→ Exercise directions: From the line with "# Installment Repository" through the line with "const INSTALLMENT_COLUMNS: &str", inclusive, return each line of the data below exactly and leave the rest out.

Saved data entries

========

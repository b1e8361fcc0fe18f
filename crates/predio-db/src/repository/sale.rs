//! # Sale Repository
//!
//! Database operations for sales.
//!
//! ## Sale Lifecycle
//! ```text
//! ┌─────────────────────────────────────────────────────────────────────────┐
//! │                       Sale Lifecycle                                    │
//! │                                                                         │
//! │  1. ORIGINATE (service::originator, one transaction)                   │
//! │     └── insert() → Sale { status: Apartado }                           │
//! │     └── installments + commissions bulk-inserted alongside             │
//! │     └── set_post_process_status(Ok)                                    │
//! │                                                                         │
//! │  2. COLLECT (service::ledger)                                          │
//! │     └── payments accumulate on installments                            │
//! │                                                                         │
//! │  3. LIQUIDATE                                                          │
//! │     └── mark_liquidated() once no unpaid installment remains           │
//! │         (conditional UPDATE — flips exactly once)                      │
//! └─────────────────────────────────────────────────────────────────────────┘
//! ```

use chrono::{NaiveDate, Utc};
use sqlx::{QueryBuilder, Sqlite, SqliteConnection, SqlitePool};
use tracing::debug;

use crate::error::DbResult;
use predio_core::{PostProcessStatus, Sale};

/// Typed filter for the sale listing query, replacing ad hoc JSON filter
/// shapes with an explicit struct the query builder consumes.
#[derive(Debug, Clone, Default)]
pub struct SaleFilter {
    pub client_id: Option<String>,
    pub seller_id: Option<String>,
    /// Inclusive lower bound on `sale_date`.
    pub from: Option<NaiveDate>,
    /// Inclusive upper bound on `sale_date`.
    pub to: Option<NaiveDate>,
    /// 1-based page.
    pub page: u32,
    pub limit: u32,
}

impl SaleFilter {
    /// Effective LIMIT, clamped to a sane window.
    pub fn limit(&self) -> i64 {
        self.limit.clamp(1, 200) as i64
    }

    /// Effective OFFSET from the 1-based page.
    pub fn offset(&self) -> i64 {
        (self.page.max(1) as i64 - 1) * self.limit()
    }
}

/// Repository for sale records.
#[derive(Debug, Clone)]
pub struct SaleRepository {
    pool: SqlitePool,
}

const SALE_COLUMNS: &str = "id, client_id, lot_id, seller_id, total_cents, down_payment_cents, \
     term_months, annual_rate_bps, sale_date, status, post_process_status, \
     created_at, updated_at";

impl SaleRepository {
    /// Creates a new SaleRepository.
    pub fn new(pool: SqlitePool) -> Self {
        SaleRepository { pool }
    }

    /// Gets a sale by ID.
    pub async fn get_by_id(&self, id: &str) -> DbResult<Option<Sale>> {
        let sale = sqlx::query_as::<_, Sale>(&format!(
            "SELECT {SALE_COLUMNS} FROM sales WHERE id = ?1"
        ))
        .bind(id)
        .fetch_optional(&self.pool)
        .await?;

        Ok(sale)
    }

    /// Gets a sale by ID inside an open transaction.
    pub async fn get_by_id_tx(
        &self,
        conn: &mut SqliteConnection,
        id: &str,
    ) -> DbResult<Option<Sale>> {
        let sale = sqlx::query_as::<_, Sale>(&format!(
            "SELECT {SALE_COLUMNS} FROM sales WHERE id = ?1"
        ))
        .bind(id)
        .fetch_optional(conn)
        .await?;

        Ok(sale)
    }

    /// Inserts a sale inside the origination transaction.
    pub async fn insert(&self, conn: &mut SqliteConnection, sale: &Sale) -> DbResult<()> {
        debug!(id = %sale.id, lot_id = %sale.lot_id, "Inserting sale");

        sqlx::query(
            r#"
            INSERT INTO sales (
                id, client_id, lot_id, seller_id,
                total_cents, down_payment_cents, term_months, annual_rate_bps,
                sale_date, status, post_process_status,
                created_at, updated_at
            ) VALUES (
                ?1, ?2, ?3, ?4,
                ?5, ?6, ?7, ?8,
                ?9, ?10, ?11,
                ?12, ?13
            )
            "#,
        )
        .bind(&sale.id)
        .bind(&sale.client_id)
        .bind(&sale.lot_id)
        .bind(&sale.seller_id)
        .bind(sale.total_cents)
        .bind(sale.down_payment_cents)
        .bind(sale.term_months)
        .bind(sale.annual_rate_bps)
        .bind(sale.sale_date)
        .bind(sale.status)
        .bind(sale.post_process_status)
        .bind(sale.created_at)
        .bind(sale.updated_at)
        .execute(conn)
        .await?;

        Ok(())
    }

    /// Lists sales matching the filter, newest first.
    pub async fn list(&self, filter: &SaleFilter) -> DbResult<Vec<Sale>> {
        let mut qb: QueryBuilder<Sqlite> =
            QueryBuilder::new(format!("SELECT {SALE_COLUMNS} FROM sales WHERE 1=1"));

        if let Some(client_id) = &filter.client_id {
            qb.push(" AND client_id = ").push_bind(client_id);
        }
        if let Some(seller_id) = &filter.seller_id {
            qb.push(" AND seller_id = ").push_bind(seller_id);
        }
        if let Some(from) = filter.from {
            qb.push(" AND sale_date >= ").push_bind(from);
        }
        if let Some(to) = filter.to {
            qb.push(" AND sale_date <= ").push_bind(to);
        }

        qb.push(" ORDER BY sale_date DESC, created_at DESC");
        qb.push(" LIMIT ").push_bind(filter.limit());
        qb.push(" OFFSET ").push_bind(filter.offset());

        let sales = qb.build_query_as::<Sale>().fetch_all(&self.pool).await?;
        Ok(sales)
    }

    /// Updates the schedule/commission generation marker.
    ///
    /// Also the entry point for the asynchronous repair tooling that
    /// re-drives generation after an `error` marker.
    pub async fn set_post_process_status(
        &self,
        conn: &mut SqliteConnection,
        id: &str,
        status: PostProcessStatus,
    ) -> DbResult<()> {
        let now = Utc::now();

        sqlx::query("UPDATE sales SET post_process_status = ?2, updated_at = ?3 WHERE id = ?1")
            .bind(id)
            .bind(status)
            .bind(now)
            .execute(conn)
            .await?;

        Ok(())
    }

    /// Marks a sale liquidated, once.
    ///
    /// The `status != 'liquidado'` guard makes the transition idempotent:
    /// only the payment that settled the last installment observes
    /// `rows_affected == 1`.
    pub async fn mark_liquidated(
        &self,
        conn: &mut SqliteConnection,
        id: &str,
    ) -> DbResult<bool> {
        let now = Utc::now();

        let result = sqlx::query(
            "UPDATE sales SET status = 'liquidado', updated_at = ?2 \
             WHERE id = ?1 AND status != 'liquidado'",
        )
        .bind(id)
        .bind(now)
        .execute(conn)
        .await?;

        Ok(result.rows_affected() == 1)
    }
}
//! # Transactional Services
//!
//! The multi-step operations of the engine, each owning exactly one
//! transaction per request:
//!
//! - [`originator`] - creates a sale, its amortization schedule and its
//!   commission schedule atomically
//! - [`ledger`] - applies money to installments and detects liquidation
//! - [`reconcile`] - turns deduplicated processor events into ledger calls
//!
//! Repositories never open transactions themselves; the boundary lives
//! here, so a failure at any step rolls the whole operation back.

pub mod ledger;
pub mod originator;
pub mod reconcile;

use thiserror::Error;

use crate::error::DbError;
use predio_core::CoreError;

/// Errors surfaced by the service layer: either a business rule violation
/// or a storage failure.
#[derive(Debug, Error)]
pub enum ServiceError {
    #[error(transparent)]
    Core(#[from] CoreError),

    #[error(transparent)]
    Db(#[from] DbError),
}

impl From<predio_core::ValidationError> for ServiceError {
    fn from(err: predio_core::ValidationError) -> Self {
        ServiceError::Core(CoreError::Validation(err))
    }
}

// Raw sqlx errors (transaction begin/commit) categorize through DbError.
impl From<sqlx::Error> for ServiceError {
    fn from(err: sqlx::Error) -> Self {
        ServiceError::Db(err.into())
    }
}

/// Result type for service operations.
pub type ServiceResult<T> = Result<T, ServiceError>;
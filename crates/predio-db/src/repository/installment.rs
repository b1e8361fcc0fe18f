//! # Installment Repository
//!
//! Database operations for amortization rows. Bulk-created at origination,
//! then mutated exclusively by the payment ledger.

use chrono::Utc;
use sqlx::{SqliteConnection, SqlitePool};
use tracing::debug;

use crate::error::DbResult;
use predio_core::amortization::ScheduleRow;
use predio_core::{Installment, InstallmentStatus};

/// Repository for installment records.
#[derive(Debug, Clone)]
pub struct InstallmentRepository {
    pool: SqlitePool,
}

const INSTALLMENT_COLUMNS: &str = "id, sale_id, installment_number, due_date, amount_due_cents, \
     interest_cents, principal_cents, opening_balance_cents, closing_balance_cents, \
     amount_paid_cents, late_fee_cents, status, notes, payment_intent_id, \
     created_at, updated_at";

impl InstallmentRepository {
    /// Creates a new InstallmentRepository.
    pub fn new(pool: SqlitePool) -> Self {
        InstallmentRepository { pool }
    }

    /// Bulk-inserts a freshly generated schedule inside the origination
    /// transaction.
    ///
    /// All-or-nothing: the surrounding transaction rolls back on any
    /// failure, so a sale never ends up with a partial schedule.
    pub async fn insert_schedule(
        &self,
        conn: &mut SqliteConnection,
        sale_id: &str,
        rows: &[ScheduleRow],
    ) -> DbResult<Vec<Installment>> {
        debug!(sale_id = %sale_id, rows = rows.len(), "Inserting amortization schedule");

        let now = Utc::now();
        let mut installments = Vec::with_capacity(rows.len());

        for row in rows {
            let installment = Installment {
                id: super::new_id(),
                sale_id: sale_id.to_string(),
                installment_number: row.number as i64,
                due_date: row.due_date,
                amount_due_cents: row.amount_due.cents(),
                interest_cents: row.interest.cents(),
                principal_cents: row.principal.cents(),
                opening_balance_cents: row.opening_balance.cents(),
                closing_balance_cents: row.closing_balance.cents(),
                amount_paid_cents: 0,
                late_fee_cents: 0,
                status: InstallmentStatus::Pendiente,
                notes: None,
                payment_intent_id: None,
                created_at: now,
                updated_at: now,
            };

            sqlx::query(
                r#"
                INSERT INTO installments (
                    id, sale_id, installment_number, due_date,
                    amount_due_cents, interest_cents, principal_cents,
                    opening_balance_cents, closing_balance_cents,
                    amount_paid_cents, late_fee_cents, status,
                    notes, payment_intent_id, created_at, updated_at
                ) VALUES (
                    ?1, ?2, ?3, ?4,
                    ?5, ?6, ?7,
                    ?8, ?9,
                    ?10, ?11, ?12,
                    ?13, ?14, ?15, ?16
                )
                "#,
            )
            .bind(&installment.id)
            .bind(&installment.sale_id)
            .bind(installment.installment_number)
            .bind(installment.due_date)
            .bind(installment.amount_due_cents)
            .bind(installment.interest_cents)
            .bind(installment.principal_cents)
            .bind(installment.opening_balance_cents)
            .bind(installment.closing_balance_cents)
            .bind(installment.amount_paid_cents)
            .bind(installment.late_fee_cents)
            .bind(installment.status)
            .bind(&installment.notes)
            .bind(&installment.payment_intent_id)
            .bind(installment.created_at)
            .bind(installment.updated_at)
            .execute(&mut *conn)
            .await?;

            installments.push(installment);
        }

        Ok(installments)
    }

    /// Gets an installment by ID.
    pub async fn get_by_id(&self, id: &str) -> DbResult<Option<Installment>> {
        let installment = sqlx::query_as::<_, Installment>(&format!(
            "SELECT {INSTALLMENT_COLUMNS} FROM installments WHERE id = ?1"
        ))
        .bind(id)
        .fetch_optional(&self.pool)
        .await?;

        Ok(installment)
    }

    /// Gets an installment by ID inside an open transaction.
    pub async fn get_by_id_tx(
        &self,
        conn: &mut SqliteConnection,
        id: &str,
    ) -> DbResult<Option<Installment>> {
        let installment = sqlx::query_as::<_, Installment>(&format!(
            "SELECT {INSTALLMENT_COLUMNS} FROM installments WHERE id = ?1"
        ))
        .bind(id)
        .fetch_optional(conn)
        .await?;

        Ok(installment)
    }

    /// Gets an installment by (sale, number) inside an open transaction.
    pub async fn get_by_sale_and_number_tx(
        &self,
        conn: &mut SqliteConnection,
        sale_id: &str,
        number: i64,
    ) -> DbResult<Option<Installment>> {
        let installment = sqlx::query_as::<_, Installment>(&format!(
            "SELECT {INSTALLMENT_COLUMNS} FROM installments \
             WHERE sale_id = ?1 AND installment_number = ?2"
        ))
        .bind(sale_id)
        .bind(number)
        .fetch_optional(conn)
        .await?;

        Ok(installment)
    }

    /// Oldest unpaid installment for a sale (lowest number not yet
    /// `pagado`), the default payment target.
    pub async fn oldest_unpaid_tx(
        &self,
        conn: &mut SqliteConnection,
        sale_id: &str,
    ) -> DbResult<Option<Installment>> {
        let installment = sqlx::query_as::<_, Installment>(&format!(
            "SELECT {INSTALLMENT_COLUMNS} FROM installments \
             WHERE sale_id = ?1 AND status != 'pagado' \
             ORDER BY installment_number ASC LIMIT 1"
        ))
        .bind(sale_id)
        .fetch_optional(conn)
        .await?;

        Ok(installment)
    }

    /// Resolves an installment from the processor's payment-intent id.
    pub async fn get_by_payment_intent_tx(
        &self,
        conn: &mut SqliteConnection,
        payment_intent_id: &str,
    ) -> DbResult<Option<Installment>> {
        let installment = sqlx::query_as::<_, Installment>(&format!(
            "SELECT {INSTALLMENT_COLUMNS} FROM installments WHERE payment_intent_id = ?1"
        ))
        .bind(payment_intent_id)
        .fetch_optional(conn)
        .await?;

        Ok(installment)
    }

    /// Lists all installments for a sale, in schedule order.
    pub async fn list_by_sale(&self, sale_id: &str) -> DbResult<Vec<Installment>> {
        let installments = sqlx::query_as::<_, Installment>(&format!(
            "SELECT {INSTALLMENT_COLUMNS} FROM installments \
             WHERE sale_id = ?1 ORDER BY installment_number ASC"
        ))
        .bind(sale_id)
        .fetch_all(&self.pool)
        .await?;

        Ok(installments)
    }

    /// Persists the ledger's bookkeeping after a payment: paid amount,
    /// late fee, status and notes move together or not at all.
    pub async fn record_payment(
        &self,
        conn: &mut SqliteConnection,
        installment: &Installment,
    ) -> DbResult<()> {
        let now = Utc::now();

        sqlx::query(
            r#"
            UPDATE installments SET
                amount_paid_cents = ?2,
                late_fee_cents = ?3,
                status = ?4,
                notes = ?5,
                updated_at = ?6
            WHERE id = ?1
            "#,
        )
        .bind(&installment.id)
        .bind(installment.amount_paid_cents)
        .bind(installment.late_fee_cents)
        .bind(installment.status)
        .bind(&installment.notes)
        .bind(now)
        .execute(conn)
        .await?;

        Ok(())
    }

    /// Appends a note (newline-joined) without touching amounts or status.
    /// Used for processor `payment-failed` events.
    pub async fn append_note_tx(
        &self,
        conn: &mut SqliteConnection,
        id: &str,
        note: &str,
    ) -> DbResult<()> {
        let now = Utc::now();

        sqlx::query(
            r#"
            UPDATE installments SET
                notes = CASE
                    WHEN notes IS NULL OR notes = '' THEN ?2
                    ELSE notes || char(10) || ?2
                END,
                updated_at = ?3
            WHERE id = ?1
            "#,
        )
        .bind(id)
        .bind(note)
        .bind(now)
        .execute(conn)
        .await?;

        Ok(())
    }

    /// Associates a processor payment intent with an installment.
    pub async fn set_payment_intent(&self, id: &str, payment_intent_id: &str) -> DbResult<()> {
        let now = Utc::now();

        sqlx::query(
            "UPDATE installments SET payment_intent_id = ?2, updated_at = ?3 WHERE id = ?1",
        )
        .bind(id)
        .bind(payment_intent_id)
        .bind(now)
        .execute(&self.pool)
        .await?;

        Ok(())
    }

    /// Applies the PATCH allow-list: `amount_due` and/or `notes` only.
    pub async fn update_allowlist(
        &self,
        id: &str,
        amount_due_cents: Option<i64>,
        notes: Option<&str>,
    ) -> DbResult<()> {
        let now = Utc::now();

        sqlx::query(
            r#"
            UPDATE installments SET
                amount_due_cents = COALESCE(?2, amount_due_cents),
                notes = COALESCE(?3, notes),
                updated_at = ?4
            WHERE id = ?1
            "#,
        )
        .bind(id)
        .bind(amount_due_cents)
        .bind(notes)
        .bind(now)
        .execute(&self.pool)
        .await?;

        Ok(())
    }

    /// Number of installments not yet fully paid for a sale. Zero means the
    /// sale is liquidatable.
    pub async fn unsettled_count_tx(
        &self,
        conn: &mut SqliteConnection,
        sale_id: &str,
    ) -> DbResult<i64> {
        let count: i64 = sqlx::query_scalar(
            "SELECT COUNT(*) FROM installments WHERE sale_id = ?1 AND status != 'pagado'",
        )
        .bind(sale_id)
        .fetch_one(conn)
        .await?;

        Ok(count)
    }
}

========

→ Solution below:
//! # Installment Repository
//!
//! Database operations for amortization rows. Bulk-created at origination,
//! then mutated exclusively by the payment ledger.

use chrono::Utc;
use sqlx::{SqliteConnection, SqlitePool};
use tracing::debug;

use crate::error::DbResult;
use predio_core::amortization::ScheduleRow;
use predio_core::{Installment, InstallmentStatus};

/// Repository for installment records.
#[derive(Debug, Clone)]
pub struct InstallmentRepository {
    pool: SqlitePool,
}

const INSTALLMENT_COLUMNS: &str = "id, sale_id, installment_number, due_date, amount_due_cents, \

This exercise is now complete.